血液混着驚懼警惕沿着脊背凹陷往下,滴落,洇濕土地。
絮語聲越發清晰,陳西又迎着最吵鬧處湊近這尊神,以假亂真的景象浮出,她在疼痛裡一意孤行。
神看她接近祂,眼睛是純然的黑,活物才有的窮途末路。
鮮活的放手一搏。
幻象們急得跳腳。
【你要做什麼?你膽敢犯神!】
【松手啊,神不是我們可以碰的。】
【哈,就這樣,同神讨我們小荒的恩寵,我們總會赢得。】
陳西又眨眼。
直視祂,為了不示弱什麼都敢付出,什麼都敢冒犯。
什麼都阻攔不了她,那不是她的記憶。
*
“神要沉睡,這次醒來會為我們帶來什麼賜福?聽說大荒人給神預備了白色的稻苗。”
“白色稻苗?有這等東西?大荒聖女是我們聖女的女兒,是嗎?”
“是。”
“可我們的聖女——”
“噓,說什麼呢?不能妄議聖女。”
“真有意思,還知道不能妄議聖女,那站這做什麼,議論聖女?”
“大人?!”
“大人,我們知錯。
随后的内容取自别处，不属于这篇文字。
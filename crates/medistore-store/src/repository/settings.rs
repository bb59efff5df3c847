//! # Settings Repository
//!
//! Singleton shop configuration. Reads fall back to the defaults when no
//! settings have been saved yet, so a fresh install works out of the box.

use tracing::info;

use medistore_core::validation::validate_rate_bps;
use medistore_core::Settings;

use crate::backend::StorageBackend;
use crate::error::StoreResult;
use crate::store::PharmacyStore;

/// Repository for the settings singleton.
#[derive(Debug)]
pub struct SettingsRepository<'a, B> {
    store: &'a PharmacyStore<B>,
}

impl<'a, B: StorageBackend> SettingsRepository<'a, B> {
    pub fn new(store: &'a PharmacyStore<B>) -> Self {
        SettingsRepository { store }
    }

    /// Returns the current settings, or the defaults if none were saved.
    pub fn get(&self) -> StoreResult<Settings> {
        self.store.settings()
    }

    /// Replaces the settings wholesale.
    pub fn save(&self, settings: &Settings) -> StoreResult<()> {
        validate_rate_bps("default_tax", settings.default_tax_bps)?;
        validate_rate_bps("default_discount", settings.default_discount_bps)?;

        self.store.save_settings(settings)?;
        info!(shop = %settings.shop_name, "Settings saved");
        Ok(())
    }
}

// =============================================================================
// Unit Tests
// =============================================================================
”
兩人低着頭。
被稱作大人的妖背着手,意味深長地仰頭确認完二人臉上的懊惱神色,颔首算是放過了二者失言。
扭頭便垮下了臉,小荒确實年過一年地比不上大荒的供奉,雖說神從也沒說過什麼,可這麼一來,這麼一來——
小荒曆年攢下的臉面不是要給丢光了?
再這麼下去,大荒人出門腳都不用沾地了,直騎小荒人出門便是。
需想想辦法。
陳西又揮散這個,我不想聽這個。
*
大荒的大人也自愁悶,這屆聖女的天分是太過好了,稻穗取代聖女發絲從頭皮抽生,這樣的聖女和神有多親近自不必說。
大荒的大人愁的是,這麼一來,這屆聖女也留不到能誕育神胎的年紀,至多不過三月,她會如上上屆聖女般蒙召而去,大荒又隻得觍着臉等小荒撥來聖女,又要空幾年庇佑。
到底,到底是為何?
小荒那等地界的聖女為何命壽奇長?雖然對神的供奉成色總不如我大荒,可他們好歹、好歹不至于突然曠下來。
“司祭。”
門内傳出女童聲音。
“聖女有什麼吩咐?”
“沒有吩咐,”聖女推開門,露出半張屬于小孩子的圓潤面龐,她的膚色猶如豐腴土地,漫着蜂蜜般的淺光,白色眼睫下是一雙虔敬眼睛,“我需要見我的阿母嗎?”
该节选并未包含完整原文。